Exercise details: What lines in the records below mention "Sphere"? List them all.

Task inputs:
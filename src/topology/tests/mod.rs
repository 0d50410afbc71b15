//! In-crate tests that need access to graph internals.

use crate::topo_error::TopoError;
use crate::topology::geometry::GeometryRef;
use crate::topology::graph::TopoGraph;
use crate::topology::id::PersistentId;
use crate::topology::orientation::Orientation;


/// One triangular face, fully owned up to a compound.
pub(crate) struct Triangle {
    pub compound: PersistentId,
    pub solid: PersistentId,
    pub shell: PersistentId,
    pub face: PersistentId,
    pub lp: PersistentId,
    pub coedges: [PersistentId; 3],
    pub edges: [PersistentId; 3],
    pub vertices: [PersistentId; 3],
}

pub(crate) fn triangle(g: &mut TopoGraph) -> Result<Triangle, TopoError> {
    let vertices = [
        g.create_vertex(GeometryRef::point(1))?,
        g.create_vertex(GeometryRef::point(2))?,
        g.create_vertex(GeometryRef::point(3))?,
    ];
    let edges = [
        g.create_edge(GeometryRef::curve(1), vertices[0], vertices[1])?,
        g.create_edge(GeometryRef::curve(2), vertices[1], vertices[2])?,
        g.create_edge(GeometryRef::curve(3), vertices[2], vertices[0])?,
    ];
    let coedges = [
        g.create_coedge(edges[0], Orientation::Forward)?,
        g.create_coedge(edges[1], Orientation::Forward)?,
        g.create_coedge(edges[2], Orientation::Forward)?,
    ];
    let lp = g.create_loop(&coedges)?;
    let face = g.create_face(GeometryRef::surface(1), &[lp])?;
    let shell = g.create_shell(&[face])?;
    let solid = g.create_solid(&[shell])?;
    let compound = g.create_compound(&[solid])?;
    Ok(Triangle {
        compound,
        solid,
        shell,
        face,
        lp,
        coedges,
        edges,
        vertices,
    })
}
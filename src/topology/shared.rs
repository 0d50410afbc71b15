//! Shared access to one [`TopoGraph`] from many threads.
//!
//! Readers take the shared lock (traversal, resolver); the single writer takes
//! the exclusive lock. A batch clones the graph's allocator once and then
//! issues ids without any lock, so builders can prepare an [`EditBatch`]
//! concurrently and only lock to [`commit`](SharedTopoGraph::commit) it.

use std::sync::Arc;

use parking_lot::{RwLock, RwLockReadGuard, RwLockWriteGuard};

use crate::topo_error::TopoError;
use crate::topology::allocator::PersistentIdAllocator;
use crate::topology::entity::TopoType;
use crate::topology::geometry::GeometryRef;
use crate::topology::graph::TopoGraph;
use crate::topology::id::PersistentId;
use crate::topology::orientation::Orientation;
use crate::topology::resolver::{OrientationResolver, OrientationVerdict, ResolverOptions};

/// One buffered graph edit.
#[derive(Clone, Debug, PartialEq, Eq)]
pub enum Edit {
    Create {
        id: PersistentId,
        ty: TopoType,
        geometry: GeometryRef,
        orientation: Orientation,
    },
    Attach {
        parent: PersistentId,
        child: PersistentId,
        position: Option<usize>,
    },
    Bind {
        from: PersistentId,
        to: PersistentId,
    },
    Detach {
        parent: PersistentId,
        child: PersistentId,
    },
    SetOrientation {
        id: PersistentId,
        orientation: Orientation,
    },
    Reverse(PersistentId),
    BindGeometry {
        id: PersistentId,
        geometry: GeometryRef,
    },
    Release(PersistentId),
}

impl Edit {
    /// Apply to `graph` through the matching validated operation.
    pub fn apply(&self, graph: &mut TopoGraph) -> Result<(), TopoError> {
        match *self {
            Edit::Create {
                id,
                ty,
                geometry,
                orientation,
            } => {
                graph.create_entity_with_id(id, ty, Some(geometry))?;
                if orientation != Orientation::Forward {
                    graph.set_orientation(id, orientation)?;
                }
                Ok(())
            }
            Edit::Attach {
                parent,
                child,
                position,
            } => graph.attach_child(parent, child, position),
            Edit::Bind { from, to } => graph.bind_reference(from, to),
            Edit::Detach { parent, child } => graph.detach(parent, child),
            Edit::SetOrientation { id, orientation } => graph.set_orientation(id, orientation),
            Edit::Reverse(id) => graph.reverse(id),
            Edit::BindGeometry { id, geometry } => graph.bind_geometry(id, geometry),
            Edit::Release(id) => graph.release(id),
        }
    }
}

/// Edits recorded against a [`SharedTopoGraph`] and applied all-or-nothing by
/// [`SharedTopoGraph::commit`].
///
/// Dropping a batch discards it; the ids it issued are simply never used.
#[derive(Debug)]
pub struct EditBatch {
    allocator: Arc<PersistentIdAllocator>,
    edits: Vec<Edit>,
}

impl EditBatch {
    fn new(allocator: Arc<PersistentIdAllocator>) -> Self {
        Self {
            allocator,
            edits: Vec::new(),
        }
    }

    pub fn edits(&self) -> &[Edit] {
        &self.edits
    }

    pub fn len(&self) -> usize {
        self.edits.len()
    }

    pub fn is_empty(&self) -> bool {
        self.edits.is_empty()
    }

    /// Record an arbitrary edit.
    pub fn push(&mut self, edit: Edit) -> &mut Self {
        self.edits.push(edit);
        self
    }

    /// Pre-issue an id and record its creation.
    pub fn create(
        &mut self,
        ty: TopoType,
        geometry: Option<GeometryRef>,
    ) -> Result<PersistentId, TopoError> {
        let geometry = geometry.unwrap_or(GeometryRef::NONE);
        ty.check_geometry(geometry)?;
        let id = self.allocator.next()?;
        self.edits.push(Edit::Create {
            id,
            ty,
            geometry,
            orientation: Orientation::Forward,
        });
        Ok(id)
    }

    pub fn create_vertex(&mut self, point: GeometryRef) -> Result<PersistentId, TopoError> {
        self.create(TopoType::Vertex, Some(point))
    }

    pub fn create_edge(
        &mut self,
        curve: GeometryRef,
        start: PersistentId,
        end: PersistentId,
    ) -> Result<PersistentId, TopoError> {
        let edge = self.create(TopoType::Edge, Some(curve))?;
        self.bind(edge, start).bind(edge, end);
        Ok(edge)
    }

    pub fn create_coedge(
        &mut self,
        edge: PersistentId,
        orientation: Orientation,
    ) -> Result<PersistentId, TopoError> {
        let id = self.allocator.next()?;
        self.edits.push(Edit::Create {
            id,
            ty: TopoType::Coedge,
            geometry: GeometryRef::NONE,
            orientation,
        });
        self.bind(id, edge);
        Ok(id)
    }

    /// Create an entity of a containment type owning `children` in order.
    pub fn create_with_children(
        &mut self,
        ty: TopoType,
        geometry: Option<GeometryRef>,
        children: &[PersistentId],
    ) -> Result<PersistentId, TopoError> {
        let id = self.create(ty, geometry)?;
        for &child in children {
            self.attach(id, child, None);
        }
        Ok(id)
    }

    pub fn attach(
        &mut self,
        parent: PersistentId,
        child: PersistentId,
        position: Option<usize>,
    ) -> &mut Self {
        self.push(Edit::Attach {
            parent,
            child,
            position,
        })
    }

    pub fn bind(&mut self, from: PersistentId, to: PersistentId) -> &mut Self {
        self.push(Edit::Bind { from, to })
    }

    pub fn detach(&mut self, parent: PersistentId, child: PersistentId) -> &mut Self {
        self.push(Edit::Detach { parent, child })
    }

    pub fn set_orientation(&mut self, id: PersistentId, orientation: Orientation) -> &mut Self {
        self.push(Edit::SetOrientation { id, orientation })
    }

    pub fn release(&mut self, id: PersistentId) -> &mut Self {
        self.push(Edit::Release(id))
    }
}

/// `Arc<RwLock<TopoGraph>>` shared between readers and one writer.
#[derive(Clone, Debug)]
pub struct SharedTopoGraph {
    inner: Arc<RwLock<TopoGraph>>,
}

impl Default for SharedTopoGraph {
    fn default() -> Self {
        Self::new(TopoGraph::new())
    }
}

impl SharedTopoGraph {
    pub fn new(graph: TopoGraph) -> Self {
        Self {
            inner: Arc::new(RwLock::new(graph)),
        }
    }

    /// Shared lock for queries and traversals.
    pub fn read(&self) -> RwLockReadGuard<'_, TopoGraph> {
        self.inner.read()
    }

    /// Exclusive lock for direct edits. Replacing the whole graph is allowed;
    /// batches started afterwards draw ids from the new graph's allocator.
    pub fn write(&self) -> RwLockWriteGuard<'_, TopoGraph> {
        self.inner.write()
    }

    /// Allocator of the graph currently behind the lock.
    pub fn allocator(&self) -> Arc<PersistentIdAllocator> {
        Arc::clone(self.inner.read().allocator())
    }

    /// Start an empty batch whose ids come from the current graph's allocator.
    pub fn batch(&self) -> EditBatch {
        EditBatch::new(self.allocator())
    }

    /// Apply every edit of `batch`, or none of them.
    ///
    /// The edits run against a working copy under the write lock; the live
    /// graph is replaced only when all of them succeed. Returns the number of
    /// edits applied.
    pub fn commit(&self, batch: EditBatch) -> Result<usize, TopoError> {
        let mut guard = self.inner.write();
        let mut work = guard.clone();
        for (i, edit) in batch.edits.iter().enumerate() {
            if let Err(e) = edit.apply(&mut work) {
                log::debug!("batch rejected at edit {i} of {}: {e}", batch.edits.len());
                return Err(e);
            }
        }
        *guard = work;
        log::debug!("committed batch of {} edits", batch.edits.len());
        Ok(batch.edits.len())
    }

    /// Run the resolver on `shell` under the shared lock.
    pub fn resolve_shell(
        &self,
        shell: PersistentId,
        options: ResolverOptions,
    ) -> Result<OrientationVerdict, TopoError> {
        OrientationResolver::new(options).resolve_shell(&self.inner.read(), shell)
    }

    /// Independent copy of the current graph.
    pub fn snapshot(&self) -> TopoGraph {
        self.inner.read().clone()
    }
}
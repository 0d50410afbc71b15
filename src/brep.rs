//! [`BRep`]: a topology graph together with the geometry it points at.
//!
//! Geometry lives in three tables (points, curves, surfaces) keyed by the
//! opaque handle stored in each [`GeometryRef`]. Entities created through
//! `BRep` may only name geometry that exists in the matching table.

use std::collections::{BTreeMap, HashSet};

use crate::topo_error::TopoError;
use crate::topology::cache::InvalidateCache;
use crate::topology::entity::TopoType;
use crate::topology::geometry::{GeometryKind, GeometryRef};
use crate::topology::graph::TopoGraph;
use crate::topology::id::PersistentId;

/// A point in model space.
#[derive(Copy, Clone, Debug, Default, PartialEq, serde::Serialize, serde::Deserialize)]
pub struct GeomPoint {
    pub position: [f64; 3],
}

/// Curve record: an opaque curve type code plus its trimmed parameter range.
#[derive(Copy, Clone, Debug, Default, PartialEq, serde::Serialize, serde::Deserialize)]
pub struct GeomCurve {
    pub curve_type: u32,
    pub start_param: f64,
    pub end_param: f64,
}

/// Surface record: an opaque surface type code plus its `(u, v)` domain.
#[derive(Copy, Clone, Debug, Default, PartialEq, serde::Serialize, serde::Deserialize)]
pub struct GeomSurface {
    pub surface_type: u32,
    pub domain_min: [f64; 2],
    pub domain_max: [f64; 2],
}

/// Borrowed view of resolved geometry.
#[derive(Copy, Clone, Debug, PartialEq)]
pub enum GeometryData<'a> {
    Point(&'a GeomPoint),
    Curve(&'a GeomCurve),
    Surface(&'a GeomSurface),
}

#[derive(Clone, Debug)]
struct Table<T> {
    rows: BTreeMap<u64, T>,
    next: u64,
}

impl<T> Default for Table<T> {
    fn default() -> Self {
        Self {
            rows: BTreeMap::new(),
            next: 1,
        }
    }
}

impl<T> Table<T> {
    fn insert(&mut self, row: T) -> u64 {
        let handle = self.next;
        self.next += 1;
        self.rows.insert(handle, row);
        handle
    }

    /// Handles stay unique across clears so stale references never resolve.
    fn clear(&mut self) {
        self.rows.clear();
    }
}

/// Topology plus point, curve and surface tables.
#[derive(Clone, Debug, Default)]
pub struct BRep {
    topology: TopoGraph,
    points: Table<GeomPoint>,
    curves: Table<GeomCurve>,
    surfaces: Table<GeomSurface>,
}

impl BRep {
    pub fn new() -> Self {
        Self::default()
    }

    pub fn topology(&self) -> &TopoGraph {
        &self.topology
    }

    /// Direct access for edits that do not bind geometry.
    pub fn topology_mut(&mut self) -> &mut TopoGraph {
        &mut self.topology
    }

    pub fn add_point(&mut self, point: GeomPoint) -> GeometryRef {
        GeometryRef::point(self.points.insert(point))
    }

    pub fn add_curve(&mut self, curve: GeomCurve) -> GeometryRef {
        GeometryRef::curve(self.curves.insert(curve))
    }

    pub fn add_surface(&mut self, surface: GeomSurface) -> GeometryRef {
        GeometryRef::surface(self.surfaces.insert(surface))
    }

    /// Look up the geometry a handle names.
    ///
    /// # Errors
    /// [`TopoError::GeometryNotFound`] for [`GeometryRef::NONE`] or a handle
    /// missing from its table.
    pub fn resolve(&self, geometry: GeometryRef) -> Result<GeometryData<'_>, TopoError> {
        let handle = geometry.handle();
        let found = match geometry.kind() {
            GeometryKind::None => None,
            GeometryKind::Point => self.points.rows.get(&handle).map(GeometryData::Point),
            GeometryKind::Curve => self.curves.rows.get(&handle).map(GeometryData::Curve),
            GeometryKind::Surface => self.surfaces.rows.get(&handle).map(GeometryData::Surface),
        };
        found.ok_or(TopoError::GeometryNotFound {
            kind: geometry.kind(),
            handle,
        })
    }

    /// Geometry bound to entity `id`, if any.
    pub fn entity_geometry(&self, id: PersistentId) -> Result<Option<GeometryData<'_>>, TopoError> {
        let geometry = self.topology.entity(id)?.geometry();
        if geometry.is_none() {
            return Ok(None);
        }
        self.resolve(geometry).map(Some)
    }

    fn check_exists(&self, geometry: Option<GeometryRef>) -> Result<(), TopoError> {
        match geometry {
            Some(g) if !g.is_none() => self.resolve(g).map(|_| ()),
            _ => Ok(()),
        }
    }

    pub fn create_entity(
        &mut self,
        ty: TopoType,
        geometry: Option<GeometryRef>,
    ) -> Result<PersistentId, TopoError> {
        self.check_exists(geometry)?;
        self.topology.create_entity(ty, geometry)
    }

    pub fn create_vertex(&mut self, point: GeometryRef) -> Result<PersistentId, TopoError> {
        self.check_exists(Some(point))?;
        self.topology.create_vertex(point)
    }

    pub fn create_edge(
        &mut self,
        curve: GeometryRef,
        start: PersistentId,
        end: PersistentId,
    ) -> Result<PersistentId, TopoError> {
        self.check_exists(Some(curve))?;
        self.topology.create_edge(curve, start, end)
    }

    pub fn create_face(
        &mut self,
        surface: GeometryRef,
        loops: &[PersistentId],
    ) -> Result<PersistentId, TopoError> {
        self.check_exists(Some(surface))?;
        self.topology.create_face(surface, loops)
    }

    pub fn bind_geometry(&mut self, id: PersistentId, geometry: GeometryRef) -> Result<(), TopoError> {
        self.check_exists(Some(geometry))?;
        self.topology.bind_geometry(id, geometry)
    }

    /// Remove every topology entity; geometry tables are kept.
    pub fn clear_topology(&mut self) {
        self.topology.clear();
    }

    pub fn clear_points(&mut self) {
        self.points.clear();
    }

    pub fn clear_curves(&mut self) {
        self.curves.clear();
    }

    pub fn clear_surfaces(&mut self) {
        self.surfaces.clear();
    }

    pub fn topo_count(&self) -> usize {
        self.topology.len()
    }

    pub fn point_count(&self) -> usize {
        self.points.rows.len()
    }

    pub fn curve_count(&self) -> usize {
        self.curves.rows.len()
    }

    pub fn surface_count(&self) -> usize {
        self.surfaces.rows.len()
    }

    pub fn points(&self) -> impl Iterator<Item = (GeometryRef, &GeomPoint)> + '_ {
        self.points
            .rows
            .iter()
            .map(|(&h, p)| (GeometryRef::point(h), p))
    }

    pub fn curves(&self) -> impl Iterator<Item = (GeometryRef, &GeomCurve)> + '_ {
        self.curves
            .rows
            .iter()
            .map(|(&h, c)| (GeometryRef::curve(h), c))
    }

    pub fn surfaces(&self) -> impl Iterator<Item = (GeometryRef, &GeomSurface)> + '_ {
        self.surfaces
            .rows
            .iter()
            .map(|(&h, s)| (GeometryRef::surface(h), s))
    }

    /// Table entries no live entity is bound to, points first, then curves,
    /// then surfaces, each ascending by handle.
    pub fn unreferenced_geometry(&self) -> Vec<GeometryRef> {
        let bound: HashSet<GeometryRef> = self
            .topology
            .iter()
            .map(|e| e.geometry())
            .filter(|g| !g.is_none())
            .collect();
        self.points()
            .map(|(g, _)| g)
            .chain(self.curves().map(|(g, _)| g))
            .chain(self.surfaces().map(|(g, _)| g))
            .filter(|g| !bound.contains(g))
            .collect()
    }
}

impl InvalidateCache for BRep {
    fn invalidate_cache(&mut self) {
        self.topology.invalidate_cache();
    }
}
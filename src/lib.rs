//! An offline CPU ray tracer: point-sampled primary rays, Phong direct
//! lighting, and recursive mirror reflection / dielectric refraction.

pub mod camera;
pub mod geometry;
pub mod image;
pub mod integrator;
pub mod light;
pub mod material;
pub mod options;
pub mod ray;
pub mod render;
pub mod scene;
pub mod shader;
pub mod tonemap;
pub mod vec3;

pub use image::Image;
pub use options::{CameraOptions, RenderMode, RenderOptions};
pub use render::render;
pub use scene::loader::load_scene;
pub use vec3::Vec3;
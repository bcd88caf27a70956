//! Component B: primitives (Sphere, Triangle) plus the barycentric helper.
//! Component C (ray–primitive intersection) lives in [`intersect`].

pub mod intersect;

use crate::vec3::Vec3;

pub use intersect::Intersection;

#[derive(Clone, Copy, Debug)]
pub struct Sphere {
    pub center: Vec3,
    pub radius: f64,
}

impl Sphere {
    pub fn new(center: Vec3, radius: f64) -> Self {
        Self { center, radius }
    }
}

#[derive(Clone, Copy, Debug)]
pub struct Triangle {
    pub a: Vec3,
    pub b: Vec3,
    pub c: Vec3,
}

impl Triangle {
    pub fn new(a: Vec3, b: Vec3, c: Vec3) -> Self {
        Self { a, b, c }
    }

    /// Heron's formula.
    pub fn area(&self) -> f64 {
        let s1 = crate::vec3::distance(&self.a, &self.b);
        let s2 = crate::vec3::distance(&self.a, &self.c);
        let s3 = crate::vec3::distance(&self.c, &self.b);
        let p = (s1 + s2 + s3) / 2.0;
        (p * (p - s1) * (p - s2) * (p - s3)).sqrt()
    }

    /// Barycentric `(u, v, w)` of `p` via Ericson's "Cramer over edge dot
    /// products" formulation (§4.B). Undefined for degenerate triangles.
    pub fn barycentric(&self, p: &Vec3) -> (f64, f64, f64) {
        let v0 = self.b - self.a;
        let v1 = self.c - self.a;
        let v2 = *p - self.a;

        let d00 = v0.dot(&v0);
        let d01 = v0.dot(&v1);
        let d11 = v1.dot(&v1);
        let d20 = v2.dot(&v0);
        let d21 = v2.dot(&v1);
        let denom = d00 * d11 - d01 * d01;

        let v = (d11 * d20 - d01 * d21) / denom;
        let w = (d00 * d21 - d01 * d20) / denom;
        let u = 1.0 - v - w;
        (u, v, w)
    }
}
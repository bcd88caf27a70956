//! The image sink (§6, out of core scope): a fixed `W×H` grid of 8-bit RGB
//! triples, `(i=0, j=0)` at the top-left. Built on `image::RgbImage`, which
//! is the idiomatic Rust way to own and save a raster rather than hand-
//! rolling an encoder.

use anyhow::{Context, Result};
use image::{Rgb, RgbImage};
use std::path::Path;

pub struct Image {
    buf: RgbImage,
}

impl Image {
    pub fn new(width: u32, height: u32) -> Self {
        Self {
            buf: RgbImage::new(width, height),
        }
    }

    pub fn width(&self) -> u32 {
        self.buf.width()
    }

    pub fn height(&self) -> u32 {
        self.buf.height()
    }

    /// `i` is the row from the top, `j` the column from the left.
    pub fn set_pixel(&mut self, i: u32, j: u32, rgb: [u8; 3]) {
        self.buf.put_pixel(j, i, Rgb(rgb));
    }

    pub fn get_pixel(&self, i: u32, j: u32) -> [u8; 3] {
        self.buf.get_pixel(j, i).0
    }

    pub fn save(&self, path: impl AsRef<Path>) -> Result<()> {
        let path = path.as_ref();
        self.buf
            .save(path)
            .with_context(|| format!("writing image to {}", path.display()))
    }
}
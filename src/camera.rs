//! Component E: build a look-at basis and generate primary rays.
//!
//! Grounded on the reference `LookAt`/`MultDirMatrix` pair (§4.E):
//! `forward` points from the target back to the eye, `up` is rebuilt from
//! `forward` and a corrected `right`, and the basis is stored as rows of a
//! 4×4 matrix so a direction transforms through the upper-left 3×3 while a
//! point would go through the full affine transform with perspective
//! divide (§4.E) — though this renderer only ever transforms directions.

use nalgebra::Matrix4;

use crate::options::CameraOptions;
use crate::ray::Ray;
use crate::vec3::Vec3;

const UP_PARALLEL_EPS: f64 = 1e-9;

pub struct Camera {
    look_from: Vec3,
    basis: Matrix4<f64>,
    /// Half-height of the image plane at `z = -1` in camera space.
    half_height: f64,
    half_width: f64,
    pixel_size: f64,
    width: u32,
    height: u32,
}

impl Camera {
    pub fn new(options: &CameraOptions) -> Self {
        let basis = look_at(options.look_from, options.look_to);

        let height = 2.0 * (options.fov / 2.0).tan();
        let width = height * options.screen_width as f64 / options.screen_height as f64;
        let pixel_size = height / options.screen_height as f64;

        Self {
            look_from: options.look_from,
            basis,
            half_height: height / 2.0,
            half_width: width / 2.0,
            pixel_size,
            width: options.screen_width,
            height: options.screen_height,
        }
    }

    pub fn width(&self) -> u32 {
        self.width
    }

    pub fn height(&self) -> u32 {
        self.height
    }

    /// World-space primary ray through pixel `(row i from top, column j from
    /// left)`.
    pub fn ray_for_pixel(&self, i: u32, j: u32) -> Ray {
        let x = -self.half_width + self.pixel_size / 2.0 + j as f64 * self.pixel_size;
        let y = self.half_height - self.pixel_size / 2.0 - i as f64 * self.pixel_size;
        let camera_space_dir = Vec3::new(x, y, -1.0).normalized();

        let world_dir = transform_direction(&self.basis, &camera_space_dir).normalized();
        Ray::new(self.look_from, world_dir)
    }
}

fn look_at(look_from: Vec3, look_to: Vec3) -> Matrix4<f64> {
    let forward = (look_from - look_to).normalized();

    let mut tmp = Vec3::new(0.0, 1.0, 0.0);
    if tmp.cross(&forward).length() < UP_PARALLEL_EPS {
        tmp = if tmp.dot(&forward) >= 0.0 {
            Vec3::new(0.0, 0.0, 1.0)
        } else {
            Vec3::new(0.0, 0.0, -1.0)
        };
    }

    if (look_to - look_from).z() < 0.0 {
        tmp = Vec3::new(tmp.x(), tmp.y(), -tmp.z());
    }

    let right = tmp.cross(&forward).normalized();
    let up = forward.cross(&right).normalized();

    let mut m = Matrix4::identity();
    for col in 0..3 {
        m[(0, col)] = right[col];
        m[(1, col)] = up[col];
        m[(2, col)] = forward[col];
        m[(3, col)] = look_from[col];
    }
    m
}

/// Transform a direction through the upper-left 3×3 of `m`, whose *rows*
/// are `right`, `up`, `forward` (§4.E): `ans[k] = sum_i dir[i] * m[i][k]`,
/// i.e. `dir.x * right + dir.y * up + dir.z * forward`.
fn transform_direction(m: &Matrix4<f64>, dir: &Vec3) -> Vec3 {
    let right = Vec3::new(m[(0, 0)], m[(0, 1)], m[(0, 2)]);
    let up = Vec3::new(m[(1, 0)], m[(1, 1)], m[(1, 2)]);
    let forward = Vec3::new(m[(2, 0)], m[(2, 1)], m[(2, 2)]);
    right * dir.x() + up * dir.y() + forward * dir.z()
}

Answer to the exercise:
//! Component B: primitives (Sphere, Triangle) plus the barycentric helper.
pub struct Sphere {
impl Sphere {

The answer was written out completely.